According to the present invention, when the rocking tube 21 is rocked to the left and right to switch to the two suction and discharge ports 2 and 3, the sluice valve 29 is closed while the rocking tube 21 is rocking. In this way, the sluice valve is opened after the switching of the oscillating tube 21 is completed, so that it is possible to prevent the viscous fluid from flowing backward during the switching of the oscillating tube 21.

It should be noted that the present invention is not limited to the above embodiment, and for example, the sluice valve 29 is provided near the outlet of the oscillating pipe 21, but it may be provided in the middle of the transportation pipe. Although it is shown that the pump having the oscillating tube 21 in the hopper 1, the two oscillating cylinders are inserted into the hopper so as to be able to move forward and backward, and the oscillating tube is provided outside the hopper. It is needless to say that the present invention can be similarly applied to a penetration type pump in which the above-mentioned arrangement is provided, and that various changes can be made without departing from the scope of the present invention.

[0016]

[Effect of the device]

 As described above, according to the suction / discharge valve device of the viscous fluid pump of the present invention, the viscous fluid alternately taken into the two fluid cylinders is discharged through the oscillating pipe to be transported to the intended place. In the configuration described above, when the rocking pipe is switched so as to alternately communicate with the two fluid cylinders, a sluice valve that is closed during the switching and is opened when the switching is completed is provided in the rocking pipe. Since the structure is provided near the outlet, the viscous fluid transportation pipeline is closed during switching of the oscillating pipe, and it is possible to prevent backflow of the fluid even when the viscous fluid is transported to a high place. Further, since a sluice valve is provided and the pipe line is closed when switching the rocking pipe, the internal pressure is released when switching the rocking pipe, which makes it possible to smoothly switch the rocking pipe. Can be effective.

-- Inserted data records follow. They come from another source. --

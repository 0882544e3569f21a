use chrono::{Datelike, NaiveDate};
use sea_orm::sea_query::{Alias, Condition, Expr, Func, Order, Query, SelectStatement};
use serde::{Deserialize, Serialize};

use crate::schema::RecordType;

pub const PAGE_SIZE: u64 = 10;

#[derive(Clone, Copy, Debug, PartialEq, Eq)]
pub enum SortOrder {
    /// Descending id, for interactive listings.
    Newest,
    /// Ascending id, for print and export.
    Oldest,
}

impl SortOrder {
    fn order(&self) -> Order {
        match self {
            SortOrder::Newest => Order::Desc,
            SortOrder::Oldest => Order::Asc,
        }
    }
}

/// Search and month/year filter as submitted by the list and print pages.
#[derive(Clone, Debug, Default, PartialEq, Eq, Deserialize)]
pub struct RecordFilter {
    #[serde(default)]
    pub q: Option<String>,
    #[serde(default)]
    pub month: Option<String>,
    #[serde(default)]
    pub year: Option<String>,
}

impl RecordFilter {
    pub fn search_term(&self) -> Option<&str> {
        self.q.as_deref().map(str::trim).filter(|term| !term.is_empty())
    }

    /// Both parts must be present and well-formed, otherwise no date filter
    /// applies.
    pub fn month_year(&self) -> Option<(u32, i32)> {
        let month = self.month.as_deref()?.trim().parse::<u32>().ok()?;
        let year = self.year.as_deref()?.trim().parse::<i32>().ok()?;
        (1..=12).contains(&month).then_some((month, year))
    }
}

/// Case-insensitive substring match OR-ed across every text column.
pub fn search_condition(rtype: RecordType, term: &str) -> Option<Condition> {
    let pattern = format!("%{}%", term.to_lowercase());
    let mut condition = Condition::any();
    let mut has_columns = false;

    for column in rtype.text_columns() {
        has_columns = true;
        condition = condition
            .add(Expr::expr(Func::lower(Expr::col(Alias::new(column.name)))).like(pattern.as_str()));
    }

    has_columns.then_some(condition)
}

/// Issue dates within the given calendar month. `None` when the type has no
/// `date_issued` column. A month outside the representable date range
/// matches nothing.
pub fn issued_in_month(rtype: RecordType, month: u32, year: i32) -> Option<Condition> {
    if !rtype.has_column("date_issued") {
        return None;
    }
    let Some((start, end)) = month_bounds(month, year) else {
        return Some(Condition::all().add(Expr::val(1).eq(0)));
    };

    let column = || Expr::col(Alias::new("date_issued"));
    Some(
        Condition::all()
            .add(column().gte(start))
            .add(column().lt(end)),
    )
}

fn month_bounds(month: u32, year: i32) -> Option<(NaiveDate, NaiveDate)> {
    let start = NaiveDate::from_ymd_opt(year, month, 1)?;
    let end = if start.month() == 12 {
        NaiveDate::from_ymd_opt(year.checked_add(1)?, 1, 1)?
    } else {
        NaiveDate::from_ymd_opt(year, month + 1, 1)?
    };
    Some((start, end))
}

pub fn filter_condition(rtype: RecordType, filter: &RecordFilter) -> Condition {
    let mut condition = Condition::all();
    if let Some(search) = filter.search_term().and_then(|term| search_condition(rtype, term)) {
        condition = condition.add(search);
    }
    if let Some(dates) = filter
        .month_year()
        .and_then(|(month, year)| issued_in_month(rtype, month, year))
    {
        condition = condition.add(dates);
    }
    condition
}

pub fn select_records(
    rtype: RecordType,
    filter: &RecordFilter,
    order: SortOrder,
    page: Option<PageRequest>,
) -> SelectStatement {
    let mut select = Query::select();
    select
        .columns(rtype.columns().iter().map(|column| Alias::new(column.name)))
        .from(Alias::new(rtype.table_name()))
        .cond_where(filter_condition(rtype, filter))
        .order_by(Alias::new("id"), order.order());

    if let Some(page) = page {
        select.limit(page.limit).offset(page.offset);
    }
    select
}

pub fn select_record(rtype: RecordType, id: i32) -> SelectStatement {
    Query::select()
        .columns(rtype.columns().iter().map(|column| Alias::new(column.name)))
        .from(Alias::new(rtype.table_name()))
        .and_where(Expr::col(Alias::new("id")).eq(id))
        .to_owned()
}

pub fn count_records(rtype: RecordType, filter: &RecordFilter) -> SelectStatement {
    Query::select()
        .expr_as(Expr::cust("COUNT(*)"), Alias::new("total"))
        .from(Alias::new(rtype.table_name()))
        .cond_where(filter_condition(rtype, filter))
        .to_owned()
}

/// Offset pagination over 1-based page numbers.
#[derive(Debug, Clone, Copy, PartialEq, Eq)]
pub struct PageRequest {
    pub limit: u64,
    pub offset: u64,
}

impl PageRequest {
    /// Offsets are capped so they still bind as a signed 64-bit integer.
    pub fn for_page(page_size: u64, page_number: u64) -> Self {
        let page_number = page_number.max(1);
        Self {
            limit: page_size,
            offset: (page_number - 1)
                .saturating_mul(page_size)
                .min(i64::MAX as u64),
        }
    }

    pub fn page(page_number: Option<u64>) -> Self {
        Self::for_page(PAGE_SIZE, page_number.unwrap_or(1))
    }

    pub fn page_number(&self) -> u64 {
        if self.limit == 0 {
            1
        } else {
            (self.offset / self.limit) + 1
        }
    }
}

#[derive(Debug, Clone, Serialize)]
pub struct Page<T> {
    pub items: Vec<T>,
    pub page: u64,
    pub total_pages: u64,
    pub total_items: u64,
    pub has_previous: bool,
    pub has_next: bool,
}

impl<T> Page<T> {
    pub fn new(items: Vec<T>, request: PageRequest, total_items: u64) -> Self {
        let page = request.page_number();
        let total_pages = if request.limit == 0 {
            1
        } else {
            total_items.div_ceil(request.limit).max(1)
        };

        Self {
            items,
            page,
            total_pages,
            total_items,
            has_previous: page > 1,
            has_next: page < total_pages,
        }
    }
}

#[cfg(test)]
mod tests {
    use super::*;
    use sea_orm::sea_query::{QueryStatementWriter, SqliteQueryBuilder};

    fn filter(q: Option<&str>, month: Option<&str>, year: Option<&str>) -> RecordFilter {
        RecordFilter {
            q: q.map(str::to_string),
            month: month.map(str::to_string),
            year: year.map(str::to_string),
        }
    }

    #[test]
    fn search_covers_text_columns_only() {
        let sql = select_records(
            RecordType::FirstJobSeeker,
            &filter(Some("Dela"), None, None),
            SortOrder::Newest,
            None,
        )
        .to_string(SqliteQueryBuilder);

        assert!(sql.contains(r#"LOWER("name") LIKE '%dela%'"#), "{}", sql);
        assert!(sql.contains(r#"LOWER("address") LIKE '%dela%'"#), "{}", sql);
        assert!(!sql.contains(r#"LOWER("date_issued")"#), "{}", sql);
        assert!(!sql.contains(r#"LOWER("yrs_of_residency")"#), "{}", sql);
        assert!(sql.contains(r#"ORDER BY "id" DESC"#), "{}", sql);
    }

    #[test]
    fn month_filter_needs_both_parts() {
        assert_eq!(filter(None, Some("3"), None).month_year(), None);
        assert_eq!(filter(None, Some("13"), Some("2024")).month_year(), None);
        assert_eq!(filter(None, Some("03"), Some("2024")).month_year(), Some((3, 2024)));
    }

    #[test]
    fn month_filter_spans_the_calendar_month() {
        let sql = select_records(
            RecordType::Clearance,
            &filter(None, Some("12"), Some("2024")),
            SortOrder::Oldest,
            None,
        )
        .to_string(SqliteQueryBuilder);

        assert!(sql.contains(r#""date_issued" >= '2024-12-01'"#), "{}", sql);
        assert!(sql.contains(r#""date_issued" < '2025-01-01'"#), "{}", sql);
        assert!(sql.contains(r#"ORDER BY "id" ASC"#), "{}", sql);
    }

    #[test]
    fn pagination_is_one_based() {
        assert_eq!(PageRequest::page(None).offset, 0);
        assert_eq!(PageRequest::page(Some(0)).offset, 0);
        assert_eq!(PageRequest::page(Some(3)).offset, 20);
        assert_eq!(PageRequest::page(Some(3)).page_number(), 3);

        let page: Page<u8> = Page::new(vec![], PageRequest::page(Some(2)), 21);
        assert_eq!(page.total_pages, 3);
        assert!(page.has_previous);
        assert!(page.has_next);

        let empty: Page<u8> = Page::new(vec![], PageRequest::page(None), 0);
        assert_eq!(empty.total_pages, 1);
        assert!(!empty.has_next);
    }

    #[test]
    fn huge_page_numbers_do_not_overflow() {
        let request = PageRequest::page(Some(u64::MAX));
        assert_eq!(request.offset, i64::MAX as u64);
        assert_eq!(request.limit, PAGE_SIZE);

        let page: Page<u8> = Page::new(vec![], request, 3);
        assert!(!page.has_next);
        assert!(page.has_previous);
    }

    #[test]
    fn out_of_range_year_matches_nothing() {
        let sql = select_records(
            RecordType::Indigency,
            &filter(None, Some("5"), Some("999999")),
            SortOrder::Oldest,
            None,
        )
        .to_string(SqliteQueryBuilder);

        assert!(sql.contains("1 = 0"), "{}", sql);
        assert!(!sql.contains(r#""date_issued" >="#), "{}", sql);
    }
}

[Brief description of drawings]

FIG. 1 shows an embodiment of the present invention, in which (A) is a cut side view and (B) is a hydraulic control circuit diagram.

FIG. 2 is a cut side view showing an example of a conventional swing valve type intake / discharge valve.

FIG. 3 is a schematic view seen from the direction III in FIG.

FIG. 4 is a schematic plan view showing an example of a conventional viscous fluid pump.

[Explanation of symbols]

 1 Hopper 2,3 Suction / Discharge Port 4 Viscous Fluid 5,6 Fluid Cylinder 10,11 Main Hydraulic Cylinder 14 Rod 21 Swing Pipe 22 Seal Ring 27,28 Swing Cylinder 29 Gate Valve 30 Hydraulic Cylinder 32,38,41 Electromagnetic Switching valve

Claims (1)

[Scope of utility model registration request] 1. The one rocking tube is alternately fed to the two fluid cylinders so that the viscous fluid alternately taken into the two fluid cylinders is alternately discharged through the one rocking tube. In a suction / discharge valve device of a viscous fluid pump that is switched so as to communicate with each other, a sluice valve that closes the viscous fluid discharged through the oscillating pipe can be opened and closed in the middle of the duct. A hydraulic cylinder for opening and closing the sluice valve is interlocked with switching of suction and discharge of the two fluid cylinders and switching of the oscillating pipe to the two fluid cylinders. Intake and discharge valve device for viscous fluid pump.